Fluoride (F⁻) ions play a significant role in various fields of chemistry, biology, and health sciences.^1–3 It is one of the essential trace elements whose deficiency and excess in the human body can cause serious health issues. The WHO has issued guidelines recommending lower fluoride intake levels of less than 1.5 ppm.⁴ Concentrations exceeding this value pose a higher risk of dental fluorosis, while concentrations much higher than this can lead to skeletal fluorosis. Therefore, there has been growing interest among researchers in monitoring and measuring the concentration of F⁻ ions to protect human health and the environment owing to their widespread use in many chemical and pharmaceutical products^5,6 as well as in uranium refineries.¹ However, exclusive detection of F⁻ ions at low levels has always been a difficult task considering their small ionic size, high electronegativity, and high Lewis basicity. Additionally, sensing F⁻ ions in aqueous solutions is particularly challenging because of their strong affinity towards water molecules (hydration enthalpy of F⁻ ions in water = −121 kcal mol⁻¹).⁷ Recently, there has been significant interest in F⁻ ion-sensing fluorescent and colorimetric probes owing to their selectivity, affordability, and, most importantly, high sensitivity at very low detection levels.¹ These molecular probes can be small organic molecules^8–13 or transition metal complexes.^14–22 Their fluoride sensing mechanisms are based on several different interactions such as hydrogen(H)-bonding,¹³ Lewis acid–base,²³ and anion–π interactions^24,25 as well as, in some cases, desilylation of Si–C and Si–O bonds.^2,26–28 Among the developed strategies, there is a significant interest in receptors that can attract F⁻ ions through H-bonding interactions, such as N–H⋯F or O–H⋯F, and yield an optical response, and a colorimetric response in some cases.^29,30

8-Hydroxyquinoline (8-HQ) and imidazole are two important heteroaromatic systems with a wide range of applications in biological, chemical, and materials sciences.

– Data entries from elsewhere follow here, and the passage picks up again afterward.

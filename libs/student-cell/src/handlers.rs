// libs/student-cell/src/handlers.rs
use std::sync::Arc;

use axum::{
    extract::{Extension, Path, State},
    Json,
};
use axum_extra::TypedHeader;
use headers::{authorization::Bearer, Authorization};
use serde_json::{json, Value};
use uuid::Uuid;

use shared_config::AppConfig;
use shared_database::supabase::SupabaseClient;
use shared_models::auth::User;
use shared_models::error::AppError;

use crate::models::{StudentError, UpdateStudentRequest};
use crate::services::student::StudentService;

/// A student sees their own profile; consultants and admins may look up
/// any student (consultants need advisee details, admins manage records).
pub async fn get_student(
    State(state): State<Arc<AppConfig>>,
    TypedHeader(auth): TypedHeader<Authorization<Bearer>>,
    Extension(user): Extension<User>,
    Path(student_id): Path<Uuid>,
) -> Result<Json<Value>, AppError> {
    let is_self = user.id == student_id.to_string();
    if !is_self && !user.is_admin() && !user.is_consultant() {
        return Err(AppError::Forbidden(
            "Not authorized to view this profile".to_string(),
        ));
    }

    let service = StudentService::new(Arc::new(SupabaseClient::new(&state)));

    let student = service
        .get_student(student_id, auth.token())
        .await
        .map_err(map_student_error)?;

    Ok(Json(json!({ "student": student })))
}

pub async fn update_student(
    State(state): State<Arc<AppConfig>>,
    TypedHeader(auth): TypedHeader<Authorization<Bearer>>,
    Extension(user): Extension<User>,
    Path(student_id): Path<Uuid>,
    Json(request): Json<UpdateStudentRequest>,
) -> Result<Json<Value>, AppError> {
    let is_self = user.id == student_id.to_string();
    if !is_self && !user.is_admin() {
        return Err(AppError::Forbidden(
            "Not authorized to update this profile".to_string(),
        ));
    }

    let service = StudentService::new(Arc::new(SupabaseClient::new(&state)));

    let student = service
        .update_student(student_id, request, auth.token())
        .await
        .map_err(map_student_error)?;

    Ok(Json(json!({
        "success": true,
        "student": student,
    })))
}

pub async fn students_for_consultant(
    State(state): State<Arc<AppConfig>>,
    TypedHeader(auth): TypedHeader<Authorization<Bearer>>,
    Extension(user): Extension<User>,
    Path(consultant_id): Path<Uuid>,
) -> Result<Json<Value>, AppError> {
    let is_own_roster = user.id == consultant_id.to_string();
    if !is_own_roster && !user.is_admin() {
        return Err(AppError::Forbidden(
            "Not authorized to view this roster".to_string(),
        ));
    }

    let service = StudentService::new(Arc::new(SupabaseClient::new(&state)));

    let students = service
        .students_for_consultant(consultant_id, auth.token())
        .await
        .map_err(map_student_error)?;

    Ok(Json(json!({ "students": students })))
}

fn map_student_error(e: StudentError) -> AppError {
    match e {
        StudentError::NotFound => AppError::NotFound("Student not found".to_string()),
        StudentError::ValidationError(msg) => AppError::ValidationError(msg),
        StudentError::Unauthorized => {
            AppError::Forbidden("Not authorized to manage this profile".to_string())
        }
        StudentError::DatabaseError(msg) => AppError::Database(msg),
    }
}
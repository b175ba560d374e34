use std::sync::Arc;

use assert_matches::assert_matches;
use serde_json::json;
use uuid::Uuid;
use wiremock::matchers::{method, path, query_param};
use wiremock::{Mock, MockServer, ResponseTemplate};

use shared_database::supabase::SupabaseClient;
use shared_utils::test_utils::{MockSupabaseRows, TestConfig};
use student_cell::models::{StudentError, UpdateStudentRequest};
use student_cell::services::student::StudentService;

const TOKEN: &str = "test-token";

async fn service(mock_server: &MockServer) -> StudentService {
    let config = TestConfig::with_supabase_url(&mock_server.uri()).to_app_config();
    StudentService::new(Arc::new(SupabaseClient::new(&config)))
}

#[tokio::test]
async fn missing_student_maps_to_not_found() {
    let mock_server = MockServer::start().await;

    Mock::given(method("GET"))
        .and(path("/rest/v1/students"))
        .respond_with(ResponseTemplate::new(200).set_body_json(json!([])))
        .mount(&mock_server)
        .await;

    let result = service(&mock_server)
        .await
        .get_student(Uuid::new_v4(), TOKEN)
        .await;

    assert_matches!(result, Err(StudentError::NotFound));
}

#[tokio::test]
async fn year_level_is_bounded() {
    let mock_server = MockServer::start().await;

    let request = UpdateStudentRequest {
        year_level: Some(0),
        department: None,
        course: None,
        program: None,
    };

    let result = service(&mock_server)
        .await
        .update_student(Uuid::new_v4(), request, TOKEN)
        .await;

    assert_matches!(result, Err(StudentError::ValidationError(_)));
}

#[tokio::test]
async fn roster_lists_assigned_students() {
    let mock_server = MockServer::start().await;
    let consultant_id = Uuid::new_v4();

    let mut advisee = MockSupabaseRows::student_row(&Uuid::new_v4().to_string(), "Ana Cruz");
    advisee["assigned_consultant_id"] = json!(consultant_id);

    Mock::given(method("GET"))
        .and(path("/rest/v1/students"))
        .and(query_param(
            "assigned_consultant_id",
            format!("eq.{}", consultant_id),
        ))
        .respond_with(ResponseTemplate::new(200).set_body_json(json!([advisee])))
        .mount(&mock_server)
        .await;

    let students = service(&mock_server)
        .await
        .students_for_consultant(consultant_id, TOKEN)
        .await
        .unwrap();

    assert_eq!(students.len(), 1);
    assert_eq!(students[0].assigned_consultant_id, Some(consultant_id));
    assert_eq!(students[0].full_name, "Ana Cruz");
}
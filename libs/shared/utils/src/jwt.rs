use base64::{engine::general_purpose::URL_SAFE_NO_PAD, Engine};
use chrono::{TimeZone, Utc};
use hmac::{Hmac, Mac};
use sha2::Sha256;
use tracing::debug;

use shared_models::auth::{JwtClaims, User};

type HmacSha256 = Hmac<Sha256>;

pub fn validate_token(token: &str, jwt_secret: &str) -> Result<User, String> {
    if jwt_secret.is_empty() {
        return Err("JWT secret is not set".to_string());
    }

    let parts: Vec<&str> = token.split('.').collect();
    if parts.len() != 3 {
        return Err("Invalid token format".to_string());
    }

    let header_b64 = parts[0];
    let claims_b64 = parts[1];
    let signature_b64 = parts[2];

    let signature = match URL_SAFE_NO_PAD.decode(signature_b64) {
        Ok(sig) => sig,
        Err(e) => {
            debug!("Failed to decode signature: {}", e);
            return Err("Invalid signature encoding".to_string());
        }
    };

    let signature_string = format!("{}.{}", header_b64, claims_b64);

    let mut mac = match HmacSha256::new_from_slice(jwt_secret.as_bytes()) {
        Ok(m) => m,
        Err(_) => return Err("Failed to create HMAC".to_string()),
    };

    mac.update(signature_string.as_bytes());

    if mac.verify_slice(&signature).is_err() {
        debug!("Token signature verification failed");
        return Err("Invalid token signature".to_string());
    }

    let claims_json = match URL_SAFE_NO_PAD.decode(claims_b64) {
        Ok(bytes) => match String::from_utf8(bytes) {
            Ok(json_str) => json_str,
            Err(_) => return Err("Invalid claims encoding".to_string()),
        },
        Err(_) => return Err("Invalid claims encoding".to_string()),
    };

    let claims: JwtClaims = match serde_json::from_str(&claims_json) {
        Ok(c) => c,
        Err(e) => {
            debug!("Failed to parse claims: {}", e);
            return Err("Invalid claims format".to_string());
        }
    };

    if let Some(exp) = claims.exp {
        let now = chrono::Utc::now().timestamp() as u64;
        if exp < now {
            debug!("Token expired at {} (now: {})", exp, now);
            return Err("Token expired".to_string());
        }
    }

    let created_at = claims
        .iat
        .map(|timestamp| Utc.timestamp_opt(timestamp as i64, 0).single());

    let user = User {
        id: claims.sub,
        email: claims.email,
        role: claims.role,
        created_at: created_at.flatten(),
    };

    debug!("Token validated successfully for user: {}", user.id);
    Ok(user)
}
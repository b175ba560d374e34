// libs/appointment-cell/src/services/lifecycle.rs
use chrono::{DateTime, Utc};
use tracing::{debug, warn};
use uuid::Uuid;

use shared_models::auth::Role;

use crate::models::{
    Appointment, AppointmentAction, AppointmentError, AppointmentStatus, CompletionMark,
    ResolutionDecision,
};

/// Who is attempting a transition. Ownership is part of authorization: a
/// student may only act on their own appointments, a consultant on theirs.
#[derive(Debug, Clone, Copy)]
pub struct Actor {
    pub role: Role,
    pub id: Uuid,
}

/// What an accepted transition does to the appointment row and beyond.
/// The persistence layer applies exactly what is recorded here; the rules
/// in this module are the only place transitions are decided.
#[derive(Debug, Clone)]
pub struct TransitionOutcome {
    pub new_status: AppointmentStatus,
    pub consultant_marked_as: Option<CompletionMark>,
    pub dispute_remark: Option<String>,
    pub disputed_at: Option<DateTime<Utc>>,
    /// Accepting a request adopts the student if they have no consultant.
    pub assigns_consultant: bool,
    /// Reaching `completed` credits the student's session counter once.
    pub completes_session: bool,
}

impl TransitionOutcome {
    fn to_status(new_status: AppointmentStatus) -> Self {
        Self {
            new_status,
            consultant_marked_as: None,
            dispute_remark: None,
            disputed_at: None,
            assigns_consultant: false,
            completes_session: false,
        }
    }
}

pub struct AppointmentLifecycleService {
    min_dispute_remark_chars: usize,
}

impl AppointmentLifecycleService {
    pub fn new(min_dispute_remark_chars: usize) -> Self {
        Self {
            min_dispute_remark_chars,
        }
    }

    /// Decide a requested transition against the current appointment
    /// state. Rejections are explicit errors; nothing is ever applied
    /// silently from the wrong state or by the wrong actor.
    pub fn evaluate(
        &self,
        appointment: &Appointment,
        actor: &Actor,
        action: &AppointmentAction,
        now: DateTime<Utc>,
    ) -> Result<TransitionOutcome, AppointmentError> {
        debug!(
            "Evaluating {:?} by {:?} {} on appointment {} ({})",
            action, actor.role, actor.id, appointment.id, appointment.status
        );

        self.authorize(appointment, actor, action)?;

        let outcome = match (appointment.status, action) {
            (AppointmentStatus::Pending, AppointmentAction::Accept) => TransitionOutcome {
                assigns_consultant: true,
                ..TransitionOutcome::to_status(AppointmentStatus::Confirmed)
            },

            (AppointmentStatus::Pending, AppointmentAction::Reject)
            | (AppointmentStatus::Pending, AppointmentAction::Cancel) => {
                TransitionOutcome::to_status(AppointmentStatus::Cancelled)
            }

            (AppointmentStatus::Confirmed, AppointmentAction::MarkCompleted) => {
                TransitionOutcome {
                    consultant_marked_as: Some(CompletionMark::Completed),
                    ..TransitionOutcome::to_status(AppointmentStatus::PendingStudentReview)
                }
            }

            (AppointmentStatus::Confirmed, AppointmentAction::MarkNotCompleted) => {
                TransitionOutcome {
                    consultant_marked_as: Some(CompletionMark::NotCompleted),
                    ..TransitionOutcome::to_status(AppointmentStatus::PendingStudentReview)
                }
            }

            (AppointmentStatus::PendingStudentReview, AppointmentAction::Confirm) => {
                // The student seconds the consultant's assessment; which
                // terminal state that lands in depends on the mark.
                match appointment.consultant_marked_as {
                    Some(CompletionMark::Completed) => TransitionOutcome {
                        completes_session: true,
                        ..TransitionOutcome::to_status(AppointmentStatus::Completed)
                    },
                    Some(CompletionMark::NotCompleted) => {
                        TransitionOutcome::to_status(AppointmentStatus::Cancelled)
                    }
                    None => {
                        warn!(
                            "Appointment {} awaiting review without a completion mark",
                            appointment.id
                        );
                        return Err(AppointmentError::InvalidTransition(appointment.status));
                    }
                }
            }

            (AppointmentStatus::PendingStudentReview, AppointmentAction::Dispute { remark }) => {
                let remark = remark.trim();
                if remark.chars().count() < self.min_dispute_remark_chars {
                    return Err(AppointmentError::ValidationError(format!(
                        "Dispute remark must be at least {} characters",
                        self.min_dispute_remark_chars
                    )));
                }
                TransitionOutcome {
                    dispute_remark: Some(remark.to_string()),
                    disputed_at: Some(now),
                    ..TransitionOutcome::to_status(AppointmentStatus::Disputed)
                }
            }

            (AppointmentStatus::Disputed, AppointmentAction::AdminResolve { decision }) => {
                match decision {
                    ResolutionDecision::MarkCompleted => TransitionOutcome {
                        completes_session: true,
                        ..TransitionOutcome::to_status(AppointmentStatus::Completed)
                    },
                    ResolutionDecision::MarkNotCompleted => {
                        TransitionOutcome::to_status(AppointmentStatus::Cancelled)
                    }
                }
            }

            _ => {
                warn!(
                    "Invalid transition attempted on appointment {}: {:?} from {}",
                    appointment.id, action, appointment.status
                );
                return Err(AppointmentError::InvalidTransition(appointment.status));
            }
        };

        Ok(outcome)
    }

    /// All statuses legally reachable from a given one; used by tests to
    /// assert closure of the transition graph.
    pub fn reachable_statuses(&self, from: AppointmentStatus) -> Vec<AppointmentStatus> {
        match from {
            AppointmentStatus::Pending => vec![
                AppointmentStatus::Confirmed,
                AppointmentStatus::Cancelled,
                // Lapse sweep may complete a past-due pending request.
                AppointmentStatus::Completed,
            ],
            AppointmentStatus::Confirmed => vec![
                AppointmentStatus::PendingStudentReview,
                AppointmentStatus::Completed,
            ],
            AppointmentStatus::PendingStudentReview => vec![
                AppointmentStatus::Completed,
                AppointmentStatus::Cancelled,
                AppointmentStatus::Disputed,
            ],
            AppointmentStatus::Disputed => vec![
                AppointmentStatus::Completed,
                AppointmentStatus::Cancelled,
            ],
            // Terminal states
            AppointmentStatus::Cancelled | AppointmentStatus::Completed => vec![],
        }
    }

    fn authorize(
        &self,
        appointment: &Appointment,
        actor: &Actor,
        action: &AppointmentAction,
    ) -> Result<(), AppointmentError> {
        let authorized = match action {
            AppointmentAction::Accept
            | AppointmentAction::Reject
            | AppointmentAction::MarkCompleted
            | AppointmentAction::MarkNotCompleted => {
                actor.role == Role::Consultant && actor.id == appointment.consultant_id
            }

            AppointmentAction::Cancel
            | AppointmentAction::Confirm
            | AppointmentAction::Dispute { .. } => {
                actor.role == Role::Student && actor.id == appointment.student_id
            }

            AppointmentAction::AdminResolve { .. } => actor.role == Role::Admin,
        };

        if !authorized {
            warn!(
                "{:?} {} is not authorized for {:?} on appointment {}",
                actor.role, actor.id, action, appointment.id
            );
            return Err(AppointmentError::Unauthorized);
        }

        Ok(())
    }
}

impl Default for AppointmentLifecycleService {
    fn default() -> Self {
        Self::new(crate::models::BookingRules::default().min_dispute_remark_chars)
    }
}

/// Whether a past-due appointment is eligible for the lapse sweep.
pub fn is_past_due(appointment: &Appointment, now: chrono::NaiveDateTime) -> bool {
    appointment.is_active() && appointment.end_datetime() <= now
}
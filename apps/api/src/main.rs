use std::net::SocketAddr;
use std::sync::Arc;

use dotenv::dotenv;
use tokio::net::TcpListener;
use tower_http::cors::{Any, CorsLayer};
use tower_http::trace::{self, TraceLayer};
use tracing::{info, Level};
use tracing_subscriber::{layer::SubscriberExt, util::SubscriberInitExt};

mod router;

use shared_config::AppConfig;

#[tokio::main]
async fn main() {
    // Loading Env Vars
    dotenv().ok();

    // Initialize tracing
    tracing_subscriber::registry()
        .with(tracing_subscriber::EnvFilter::new(
            std::env::var("RUST_LOG").unwrap_or_else(|_| "info,tower_http=debug".into()),
        ))
        .with(tracing_subscriber::fmt::layer())
        .init();

    info!("Starting consultation booking API server");

    // Load configuration
    let config = AppConfig::from_env();

    // Set up CORS
    let cors = CorsLayer::new()
        .allow_origin(Any)
        .allow_methods(Any)
        .allow_headers(Any);

    // Create shared state
    let state = Arc::new(config);

    // Build the application router
    let app = router::create_router(state)
        .layer(
            TraceLayer::new_for_http()
                .make_span_with(trace::DefaultMakeSpan::new()
                    .level(Level::INFO))
                .on_response(trace::DefaultOnResponse::new()
                    .level(Level::INFO)),
        )
        .layer(cors);

    // Run the server
    let port = std::env::var("PORT")
        .ok()
        .and_then(|p| p.parse().ok())
        .unwrap_or(3000);
    let addr = SocketAddr::from(([0, 0, 0, 0], port));
    info!("Listening on {}", addr);

    let listener = TcpListener::bind(addr)
        .await
        .expect("failed to bind server address");
    axum::serve(listener, app)
        .await
        .expect("server error");
}
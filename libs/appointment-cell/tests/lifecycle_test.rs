use assert_matches::assert_matches;
use chrono::{NaiveDate, NaiveTime, Utc};
use uuid::Uuid;

use appointment_cell::models::{
    Appointment, AppointmentAction, AppointmentError, AppointmentStatus, CompletionMark,
    ResolutionDecision,
};
use appointment_cell::services::lifecycle::{Actor, AppointmentLifecycleService};
use shared_models::auth::Role;

fn service() -> AppointmentLifecycleService {
    AppointmentLifecycleService::default()
}

fn appointment(status: AppointmentStatus, mark: Option<CompletionMark>) -> Appointment {
    Appointment {
        id: Uuid::new_v4(),
        consultant_id: Uuid::new_v4(),
        student_id: Uuid::new_v4(),
        date: NaiveDate::from_ymd_opt(2030, 6, 3).unwrap(),
        time: NaiveTime::from_hms_opt(10, 0, 0).unwrap(),
        duration_minutes: 60,
        topic: "Thesis review".to_string(),
        research_title: None,
        status,
        consultant_marked_as: mark,
        student_dispute_remark: None,
        disputed_at: None,
        created_at: Utc::now(),
        updated_at: Utc::now(),
    }
}

fn consultant_of(appointment: &Appointment) -> Actor {
    Actor {
        role: Role::Consultant,
        id: appointment.consultant_id,
    }
}

fn student_of(appointment: &Appointment) -> Actor {
    Actor {
        role: Role::Student,
        id: appointment.student_id,
    }
}

fn admin() -> Actor {
    Actor {
        role: Role::Admin,
        id: Uuid::new_v4(),
    }
}

#[test]
fn consultant_accepts_pending_request() {
    let apt = appointment(AppointmentStatus::Pending, None);
    let outcome = service()
        .evaluate(&apt, &consultant_of(&apt), &AppointmentAction::Accept, Utc::now())
        .unwrap();

    assert_eq!(outcome.new_status, AppointmentStatus::Confirmed);
    assert!(outcome.assigns_consultant);
    assert!(!outcome.completes_session);
}

#[test]
fn consultant_declines_pending_request() {
    let apt = appointment(AppointmentStatus::Pending, None);
    let outcome = service()
        .evaluate(&apt, &consultant_of(&apt), &AppointmentAction::Reject, Utc::now())
        .unwrap();

    assert_eq!(outcome.new_status, AppointmentStatus::Cancelled);
    assert!(!outcome.assigns_consultant);
}

#[test]
fn student_withdraws_while_pending() {
    let apt = appointment(AppointmentStatus::Pending, None);
    let outcome = service()
        .evaluate(&apt, &student_of(&apt), &AppointmentAction::Cancel, Utc::now())
        .unwrap();

    assert_eq!(outcome.new_status, AppointmentStatus::Cancelled);
}

#[test]
fn student_cannot_withdraw_after_confirmation() {
    let apt = appointment(AppointmentStatus::Confirmed, None);
    let result = service().evaluate(&apt, &student_of(&apt), &AppointmentAction::Cancel, Utc::now());

    assert_matches!(result, Err(AppointmentError::InvalidTransition(AppointmentStatus::Confirmed)));
}

#[test]
fn student_cannot_accept_a_request() {
    let apt = appointment(AppointmentStatus::Pending, None);
    let result = service().evaluate(&apt, &student_of(&apt), &AppointmentAction::Accept, Utc::now());

    assert_matches!(result, Err(AppointmentError::Unauthorized));
}

#[test]
fn other_consultants_cannot_touch_the_appointment() {
    let apt = appointment(AppointmentStatus::Pending, None);
    let intruder = Actor {
        role: Role::Consultant,
        id: Uuid::new_v4(),
    };
    let result = service().evaluate(&apt, &intruder, &AppointmentAction::Accept, Utc::now());

    assert_matches!(result, Err(AppointmentError::Unauthorized));
}

#[test]
fn marking_completed_moves_to_student_review() {
    let apt = appointment(AppointmentStatus::Confirmed, None);
    let outcome = service()
        .evaluate(&apt, &consultant_of(&apt), &AppointmentAction::MarkCompleted, Utc::now())
        .unwrap();

    assert_eq!(outcome.new_status, AppointmentStatus::PendingStudentReview);
    assert_eq!(outcome.consultant_marked_as, Some(CompletionMark::Completed));
}

#[test]
fn marking_not_completed_moves_to_student_review() {
    let apt = appointment(AppointmentStatus::Confirmed, None);
    let outcome = service()
        .evaluate(&apt, &consultant_of(&apt), &AppointmentAction::MarkNotCompleted, Utc::now())
        .unwrap();

    assert_eq!(outcome.new_status, AppointmentStatus::PendingStudentReview);
    assert_eq!(outcome.consultant_marked_as, Some(CompletionMark::NotCompleted));
}

#[test]
fn student_confirmation_follows_the_consultant_mark() {
    let apt = appointment(
        AppointmentStatus::PendingStudentReview,
        Some(CompletionMark::Completed),
    );
    let outcome = service()
        .evaluate(&apt, &student_of(&apt), &AppointmentAction::Confirm, Utc::now())
        .unwrap();
    assert_eq!(outcome.new_status, AppointmentStatus::Completed);
    assert!(outcome.completes_session);

    let apt = appointment(
        AppointmentStatus::PendingStudentReview,
        Some(CompletionMark::NotCompleted),
    );
    let outcome = service()
        .evaluate(&apt, &student_of(&apt), &AppointmentAction::Confirm, Utc::now())
        .unwrap();
    assert_eq!(outcome.new_status, AppointmentStatus::Cancelled);
    assert!(!outcome.completes_session);
}

#[test]
fn dispute_requires_a_substantial_remark() {
    let apt = appointment(
        AppointmentStatus::PendingStudentReview,
        Some(CompletionMark::NotCompleted),
    );

    let result = service().evaluate(
        &apt,
        &student_of(&apt),
        &AppointmentAction::Dispute {
            remark: "unfair".to_string(),
        },
        Utc::now(),
    );
    assert_matches!(result, Err(AppointmentError::ValidationError(_)));

    let now = Utc::now();
    let outcome = service()
        .evaluate(
            &apt,
            &student_of(&apt),
            &AppointmentAction::Dispute {
                remark: "I did attend, consultant is mistaken".to_string(),
            },
            now,
        )
        .unwrap();
    assert_eq!(outcome.new_status, AppointmentStatus::Disputed);
    assert_eq!(outcome.disputed_at, Some(now));
    assert_eq!(
        outcome.dispute_remark.as_deref(),
        Some("I did attend, consultant is mistaken")
    );
}

#[test]
fn only_admin_clears_a_dispute() {
    let apt = appointment(AppointmentStatus::Disputed, Some(CompletionMark::NotCompleted));

    let result = service().evaluate(
        &apt,
        &consultant_of(&apt),
        &AppointmentAction::AdminResolve {
            decision: ResolutionDecision::MarkCompleted,
        },
        Utc::now(),
    );
    assert_matches!(result, Err(AppointmentError::Unauthorized));

    let outcome = service()
        .evaluate(
            &apt,
            &admin(),
            &AppointmentAction::AdminResolve {
                decision: ResolutionDecision::MarkCompleted,
            },
            Utc::now(),
        )
        .unwrap();
    assert_eq!(outcome.new_status, AppointmentStatus::Completed);
    assert!(outcome.completes_session);

    let outcome = service()
        .evaluate(
            &apt,
            &admin(),
            &AppointmentAction::AdminResolve {
                decision: ResolutionDecision::MarkNotCompleted,
            },
            Utc::now(),
        )
        .unwrap();
    assert_eq!(outcome.new_status, AppointmentStatus::Cancelled);
}

#[test]
fn terminal_states_admit_no_transitions() {
    for status in [AppointmentStatus::Completed, AppointmentStatus::Cancelled] {
        let apt = appointment(status, None);

        let accept = service().evaluate(&apt, &consultant_of(&apt), &AppointmentAction::Accept, Utc::now());
        assert_matches!(accept, Err(AppointmentError::InvalidTransition(_)));

        let cancel = service().evaluate(&apt, &student_of(&apt), &AppointmentAction::Cancel, Utc::now());
        assert_matches!(cancel, Err(AppointmentError::InvalidTransition(_)));

        let resolve = service().evaluate(
            &apt,
            &admin(),
            &AppointmentAction::AdminResolve {
                decision: ResolutionDecision::MarkCompleted,
            },
            Utc::now(),
        );
        assert_matches!(resolve, Err(AppointmentError::InvalidTransition(_)));

        assert!(service().reachable_statuses(status).is_empty());
    }
}

/// Every status an accepted transition lands in must be declared
/// reachable from the starting status.
#[test]
fn accepted_transitions_stay_within_the_graph() {
    let svc = service();
    let cases: Vec<(Appointment, Actor, AppointmentAction)> = {
        let pending = appointment(AppointmentStatus::Pending, None);
        let confirmed = appointment(AppointmentStatus::Confirmed, None);
        let review = appointment(
            AppointmentStatus::PendingStudentReview,
            Some(CompletionMark::Completed),
        );
        let disputed = appointment(AppointmentStatus::Disputed, Some(CompletionMark::NotCompleted));

        vec![
            (pending.clone(), consultant_of(&pending), AppointmentAction::Accept),
            (pending.clone(), consultant_of(&pending), AppointmentAction::Reject),
            (pending.clone(), student_of(&pending), AppointmentAction::Cancel),
            (confirmed.clone(), consultant_of(&confirmed), AppointmentAction::MarkCompleted),
            (confirmed.clone(), consultant_of(&confirmed), AppointmentAction::MarkNotCompleted),
            (review.clone(), student_of(&review), AppointmentAction::Confirm),
            (
                review.clone(),
                student_of(&review),
                AppointmentAction::Dispute {
                    remark: "the session never actually happened".to_string(),
                },
            ),
            (
                disputed.clone(),
                admin(),
                AppointmentAction::AdminResolve {
                    decision: ResolutionDecision::MarkCompleted,
                },
            ),
        ]
    };

    for (apt, actor, action) in cases {
        let outcome = svc.evaluate(&apt, &actor, &action, Utc::now()).unwrap();
        assert!(
            svc.reachable_statuses(apt.status).contains(&outcome.new_status),
            "{:?} -> {:?} is not in the declared graph",
            apt.status,
            outcome.new_status
        );
    }
}

/// The full dispute scenario: confirm, mark not completed, dispute,
/// admin overrules in the student's favor.
#[test]
fn dispute_walk_reaches_completed() {
    let svc = service();
    let mut apt = appointment(AppointmentStatus::Pending, None);

    let outcome = svc
        .evaluate(&apt, &consultant_of(&apt), &AppointmentAction::Accept, Utc::now())
        .unwrap();
    apt.status = outcome.new_status;
    assert_eq!(apt.status, AppointmentStatus::Confirmed);

    let outcome = svc
        .evaluate(&apt, &consultant_of(&apt), &AppointmentAction::MarkNotCompleted, Utc::now())
        .unwrap();
    apt.status = outcome.new_status;
    apt.consultant_marked_as = outcome.consultant_marked_as;
    assert_eq!(apt.status, AppointmentStatus::PendingStudentReview);

    let outcome = svc
        .evaluate(
            &apt,
            &student_of(&apt),
            &AppointmentAction::Dispute {
                remark: "I did attend, consultant is mistaken".to_string(),
            },
            Utc::now(),
        )
        .unwrap();
    apt.status = outcome.new_status;
    apt.disputed_at = outcome.disputed_at;
    assert_eq!(apt.status, AppointmentStatus::Disputed);
    assert!(apt.disputed_at.is_some());

    let outcome = svc
        .evaluate(
            &apt,
            &admin(),
            &AppointmentAction::AdminResolve {
                decision: ResolutionDecision::MarkCompleted,
            },
            Utc::now(),
        )
        .unwrap();
    assert_eq!(outcome.new_status, AppointmentStatus::Completed);
    assert!(outcome.completes_session);
}
use consultant_cell::models::{weekday_name, ConsultantError, MarketListing};
use consultant_cell::services::availability::AvailabilityService;
use consultant_cell::services::listing::ListingService;
use shared_config::AppConfig;
use shared_database::supabase::SupabaseClient;
use student_cell::models::Student;

use crate::models::{
    Appointment, AppointmentAction, AppointmentError, AppointmentStatus, BookAppointmentRequest,
    BookingRules,
};
use crate::services::conflict::ConflictDetectionService;
use crate::services::lifecycle::{Actor, AppointmentLifecycleService};

const DATE_FORMAT: &str = "%Y-%m-%d";
const TIME_FORMAT: &str = "%H:%M";

/// Scheduling locks are advisory rows; anything older than this is a
/// leftover from a crashed booking attempt and may be reclaimed.
const LOCK_TTL_SECONDS: i64 = 30;

/// The single authoritative entry point for creating appointments and for
/// moving them through the lifecycle.
pub struct ConsultationBookingService {
    supabase: Arc<SupabaseClient>,
    conflict_service: ConflictDetectionService,
    lifecycle_service: AppointmentLifecycleService,
    availability_service: AvailabilityService,
    listing_service: ListingService,
    rules: BookingRules,
}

Both molecules are amphoteric, meaning they can accept electrons by providing their acidic O–H or N–H protons to interact with anionic species.^3,29,31 Additionally, they can donate a lone pair of electrons from one of the N atoms to coordinate with various metal ions.^32,33 Furthermore, the strength of their acidity or basicity can be tuned by different substitutions. Notably, 8-HQ exhibits zwitterionic properties.³⁴ However, the various aspects of the chemistry of these N-heteroaromatic molecules in selectively binding F⁻ ions through N–H⋯F or O–H⋯F H-bonding interaction have not been extensively studied, despite the significant potential of this approach for understanding how F⁻ ion sensing works in a complex environment. Some imidazole-based optical sensors have rapidly advanced in detecting F⁻ ions over the past few decades, mostly relying on H-bonding or other possible non-covalent interactions with F⁻ ions.^{17,18,35–42} We continued our research on the fundamental structural aspects of H-bonding interactions in the heteroaromatic systems mentioned above with different anionic species to collect new information on their F⁻ ion sensing and/or coordination abilities. In this work, we analysed three different molecules (Fig. 1) that have been found to crystallize as strongly H-bonded networks with F⁻ anions: 5-(1H-benzo[d]imidazol-2-yl)quinolin-8-ol (1), 5-(benzo[d]thiazol-2-yl)quinolin-8-ol (2), and 4-(1H-benzo[d]imidazol-2-yl)benzene-1,3-diol (3). We studied their crystallographic and electronic structures as well as their optical properties using both experiments and simulations to expand their potential use in F⁻ ion detection for health and environmental protection.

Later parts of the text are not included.